§ TASK TO CARRY OUT
Scan the entries line by line and return those with "routes".

§ RECORDS SUPPLIED
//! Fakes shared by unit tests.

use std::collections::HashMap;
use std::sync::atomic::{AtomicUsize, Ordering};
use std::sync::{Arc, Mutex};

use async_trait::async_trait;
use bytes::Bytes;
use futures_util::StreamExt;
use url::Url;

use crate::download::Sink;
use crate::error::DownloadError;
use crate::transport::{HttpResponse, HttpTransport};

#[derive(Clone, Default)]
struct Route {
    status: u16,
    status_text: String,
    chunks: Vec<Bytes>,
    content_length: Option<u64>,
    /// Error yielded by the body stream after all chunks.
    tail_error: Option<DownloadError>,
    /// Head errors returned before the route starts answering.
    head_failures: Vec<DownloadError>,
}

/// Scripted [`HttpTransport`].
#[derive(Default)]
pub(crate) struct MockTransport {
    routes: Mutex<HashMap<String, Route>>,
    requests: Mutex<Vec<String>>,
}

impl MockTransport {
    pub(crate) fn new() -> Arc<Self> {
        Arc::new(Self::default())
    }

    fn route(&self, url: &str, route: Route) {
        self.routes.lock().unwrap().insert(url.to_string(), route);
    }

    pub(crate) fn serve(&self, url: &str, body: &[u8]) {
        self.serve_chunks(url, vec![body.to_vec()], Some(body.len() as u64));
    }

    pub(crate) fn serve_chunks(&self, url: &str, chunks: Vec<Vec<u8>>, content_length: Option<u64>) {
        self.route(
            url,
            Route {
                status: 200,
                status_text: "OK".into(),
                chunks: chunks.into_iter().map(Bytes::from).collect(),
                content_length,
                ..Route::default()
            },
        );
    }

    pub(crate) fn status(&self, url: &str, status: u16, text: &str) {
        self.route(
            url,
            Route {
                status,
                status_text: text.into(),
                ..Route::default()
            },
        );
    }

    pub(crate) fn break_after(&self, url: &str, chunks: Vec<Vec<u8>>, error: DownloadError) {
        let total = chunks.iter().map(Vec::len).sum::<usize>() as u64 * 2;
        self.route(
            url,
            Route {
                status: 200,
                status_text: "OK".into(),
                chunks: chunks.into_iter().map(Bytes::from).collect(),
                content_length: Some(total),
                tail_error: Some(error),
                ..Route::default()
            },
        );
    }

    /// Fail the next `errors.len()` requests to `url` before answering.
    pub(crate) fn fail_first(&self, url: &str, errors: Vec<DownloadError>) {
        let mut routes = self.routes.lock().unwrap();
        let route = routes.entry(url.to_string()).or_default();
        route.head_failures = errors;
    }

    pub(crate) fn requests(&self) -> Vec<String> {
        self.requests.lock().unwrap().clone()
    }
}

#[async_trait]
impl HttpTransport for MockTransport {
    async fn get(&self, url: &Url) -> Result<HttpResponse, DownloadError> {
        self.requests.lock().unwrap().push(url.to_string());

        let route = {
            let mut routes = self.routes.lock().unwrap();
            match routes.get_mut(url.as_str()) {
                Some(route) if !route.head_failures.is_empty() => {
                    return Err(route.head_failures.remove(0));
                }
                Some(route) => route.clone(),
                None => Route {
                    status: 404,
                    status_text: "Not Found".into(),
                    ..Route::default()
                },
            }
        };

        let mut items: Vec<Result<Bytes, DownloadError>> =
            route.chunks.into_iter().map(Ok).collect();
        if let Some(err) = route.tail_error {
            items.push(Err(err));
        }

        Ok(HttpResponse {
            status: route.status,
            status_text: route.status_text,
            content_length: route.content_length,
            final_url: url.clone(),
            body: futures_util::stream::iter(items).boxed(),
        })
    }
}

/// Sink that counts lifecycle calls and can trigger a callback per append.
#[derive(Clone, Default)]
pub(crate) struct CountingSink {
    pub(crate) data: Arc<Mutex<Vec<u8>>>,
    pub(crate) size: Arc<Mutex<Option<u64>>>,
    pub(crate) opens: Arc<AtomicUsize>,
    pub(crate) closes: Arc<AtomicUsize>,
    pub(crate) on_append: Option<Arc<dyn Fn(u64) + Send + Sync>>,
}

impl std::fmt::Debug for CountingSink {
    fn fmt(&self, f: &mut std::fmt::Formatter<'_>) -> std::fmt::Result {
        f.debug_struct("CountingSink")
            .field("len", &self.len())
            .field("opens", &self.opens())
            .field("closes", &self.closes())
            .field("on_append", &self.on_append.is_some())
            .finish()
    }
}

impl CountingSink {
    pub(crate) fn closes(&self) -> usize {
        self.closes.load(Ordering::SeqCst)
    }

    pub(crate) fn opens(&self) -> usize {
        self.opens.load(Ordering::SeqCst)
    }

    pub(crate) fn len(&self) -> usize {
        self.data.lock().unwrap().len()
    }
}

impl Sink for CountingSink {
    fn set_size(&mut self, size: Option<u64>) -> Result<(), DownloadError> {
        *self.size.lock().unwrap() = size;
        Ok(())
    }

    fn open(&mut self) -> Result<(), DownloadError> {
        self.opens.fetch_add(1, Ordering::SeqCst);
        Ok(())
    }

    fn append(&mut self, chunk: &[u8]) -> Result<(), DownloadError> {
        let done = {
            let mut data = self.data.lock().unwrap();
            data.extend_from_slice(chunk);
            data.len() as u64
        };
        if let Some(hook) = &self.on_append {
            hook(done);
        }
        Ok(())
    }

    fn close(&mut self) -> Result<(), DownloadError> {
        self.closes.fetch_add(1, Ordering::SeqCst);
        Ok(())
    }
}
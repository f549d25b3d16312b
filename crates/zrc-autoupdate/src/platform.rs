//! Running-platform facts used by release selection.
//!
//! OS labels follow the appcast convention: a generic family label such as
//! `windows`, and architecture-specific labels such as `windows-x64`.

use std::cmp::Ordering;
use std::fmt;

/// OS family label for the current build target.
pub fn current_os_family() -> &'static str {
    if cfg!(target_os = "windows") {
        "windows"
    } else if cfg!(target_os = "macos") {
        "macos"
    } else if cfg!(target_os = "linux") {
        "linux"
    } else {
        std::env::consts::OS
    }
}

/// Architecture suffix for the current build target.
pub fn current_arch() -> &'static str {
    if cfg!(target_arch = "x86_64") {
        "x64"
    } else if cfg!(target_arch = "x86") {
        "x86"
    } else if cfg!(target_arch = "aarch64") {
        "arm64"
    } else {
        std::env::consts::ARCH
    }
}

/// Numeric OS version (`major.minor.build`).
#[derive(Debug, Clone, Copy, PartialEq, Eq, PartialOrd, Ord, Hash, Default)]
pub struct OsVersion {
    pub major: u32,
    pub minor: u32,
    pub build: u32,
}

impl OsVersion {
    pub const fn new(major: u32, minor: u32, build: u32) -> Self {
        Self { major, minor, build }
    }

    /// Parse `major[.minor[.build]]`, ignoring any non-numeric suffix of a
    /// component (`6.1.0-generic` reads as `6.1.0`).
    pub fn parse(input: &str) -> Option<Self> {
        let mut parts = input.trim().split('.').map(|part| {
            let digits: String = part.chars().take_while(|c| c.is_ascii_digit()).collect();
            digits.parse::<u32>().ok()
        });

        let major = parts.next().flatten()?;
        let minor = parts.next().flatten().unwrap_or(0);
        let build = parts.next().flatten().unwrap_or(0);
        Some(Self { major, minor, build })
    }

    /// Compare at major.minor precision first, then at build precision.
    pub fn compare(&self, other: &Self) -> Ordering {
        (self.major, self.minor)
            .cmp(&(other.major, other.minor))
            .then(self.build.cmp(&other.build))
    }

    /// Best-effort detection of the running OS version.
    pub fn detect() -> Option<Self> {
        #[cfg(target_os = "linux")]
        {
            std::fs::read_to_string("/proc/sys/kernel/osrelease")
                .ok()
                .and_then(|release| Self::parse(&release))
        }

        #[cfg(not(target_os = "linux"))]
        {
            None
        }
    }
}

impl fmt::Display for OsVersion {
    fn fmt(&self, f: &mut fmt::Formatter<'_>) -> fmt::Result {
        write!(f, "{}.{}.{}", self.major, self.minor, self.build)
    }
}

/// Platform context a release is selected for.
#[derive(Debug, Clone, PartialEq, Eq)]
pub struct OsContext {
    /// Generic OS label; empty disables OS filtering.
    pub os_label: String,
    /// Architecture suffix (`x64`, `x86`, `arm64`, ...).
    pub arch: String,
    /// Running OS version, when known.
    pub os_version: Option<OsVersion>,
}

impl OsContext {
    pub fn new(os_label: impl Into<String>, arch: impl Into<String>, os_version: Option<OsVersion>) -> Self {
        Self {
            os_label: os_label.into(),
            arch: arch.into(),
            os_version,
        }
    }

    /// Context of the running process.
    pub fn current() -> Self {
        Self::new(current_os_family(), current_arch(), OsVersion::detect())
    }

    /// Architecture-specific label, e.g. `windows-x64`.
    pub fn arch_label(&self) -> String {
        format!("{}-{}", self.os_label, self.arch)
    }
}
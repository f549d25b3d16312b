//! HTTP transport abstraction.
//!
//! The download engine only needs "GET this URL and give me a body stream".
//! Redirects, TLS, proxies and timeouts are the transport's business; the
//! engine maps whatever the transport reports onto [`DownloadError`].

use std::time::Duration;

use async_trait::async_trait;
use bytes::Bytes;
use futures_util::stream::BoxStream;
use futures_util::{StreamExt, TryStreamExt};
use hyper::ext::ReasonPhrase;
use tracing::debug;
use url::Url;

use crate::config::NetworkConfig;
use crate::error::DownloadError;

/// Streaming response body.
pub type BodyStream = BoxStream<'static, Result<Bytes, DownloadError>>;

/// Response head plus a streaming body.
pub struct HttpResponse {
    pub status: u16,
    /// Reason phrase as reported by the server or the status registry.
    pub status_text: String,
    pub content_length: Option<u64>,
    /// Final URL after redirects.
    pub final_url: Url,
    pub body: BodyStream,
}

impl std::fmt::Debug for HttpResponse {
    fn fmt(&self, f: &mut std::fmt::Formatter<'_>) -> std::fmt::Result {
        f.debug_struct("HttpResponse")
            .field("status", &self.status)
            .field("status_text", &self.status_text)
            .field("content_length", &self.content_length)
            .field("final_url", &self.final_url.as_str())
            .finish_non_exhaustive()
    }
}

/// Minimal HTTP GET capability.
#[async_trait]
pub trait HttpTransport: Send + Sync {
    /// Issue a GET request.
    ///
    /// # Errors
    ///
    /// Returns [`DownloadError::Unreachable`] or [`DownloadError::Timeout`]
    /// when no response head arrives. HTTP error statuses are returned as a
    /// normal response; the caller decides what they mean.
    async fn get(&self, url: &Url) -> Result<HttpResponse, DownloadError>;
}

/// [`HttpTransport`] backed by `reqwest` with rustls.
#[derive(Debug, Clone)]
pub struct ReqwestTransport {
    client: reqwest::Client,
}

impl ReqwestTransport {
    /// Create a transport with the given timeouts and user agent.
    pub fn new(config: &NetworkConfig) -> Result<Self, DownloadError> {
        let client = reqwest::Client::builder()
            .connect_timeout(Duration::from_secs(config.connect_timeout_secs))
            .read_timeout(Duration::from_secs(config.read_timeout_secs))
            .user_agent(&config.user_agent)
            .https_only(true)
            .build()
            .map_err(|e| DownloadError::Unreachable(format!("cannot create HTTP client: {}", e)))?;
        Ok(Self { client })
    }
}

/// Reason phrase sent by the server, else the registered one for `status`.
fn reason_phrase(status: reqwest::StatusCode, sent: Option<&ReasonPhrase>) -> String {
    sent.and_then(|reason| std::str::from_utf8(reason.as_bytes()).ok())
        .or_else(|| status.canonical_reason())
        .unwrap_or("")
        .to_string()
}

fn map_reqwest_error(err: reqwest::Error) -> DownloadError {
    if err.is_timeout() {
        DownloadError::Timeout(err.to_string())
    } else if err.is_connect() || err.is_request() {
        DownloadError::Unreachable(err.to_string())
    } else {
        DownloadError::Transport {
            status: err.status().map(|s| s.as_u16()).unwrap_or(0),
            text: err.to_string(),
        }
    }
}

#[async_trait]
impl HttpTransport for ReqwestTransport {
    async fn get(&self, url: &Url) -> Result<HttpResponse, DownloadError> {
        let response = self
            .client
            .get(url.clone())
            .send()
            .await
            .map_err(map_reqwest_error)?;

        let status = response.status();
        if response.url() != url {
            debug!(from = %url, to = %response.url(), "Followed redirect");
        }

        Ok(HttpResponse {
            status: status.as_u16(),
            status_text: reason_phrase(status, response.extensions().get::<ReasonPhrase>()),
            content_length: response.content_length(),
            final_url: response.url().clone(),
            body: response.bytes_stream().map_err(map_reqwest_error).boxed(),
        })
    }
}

§ SOLUTION FOR THIS TASK
    routes: Mutex<HashMap<String, Route>>,
        self.routes.lock().unwrap().insert(url.to_string(), route);
        let mut routes = self.routes.lock().unwrap();
        let route = routes.entry(url.to_string()).or_default();
            let mut routes = self.routes.lock().unwrap();
            match routes.get_mut(url.as_str()) {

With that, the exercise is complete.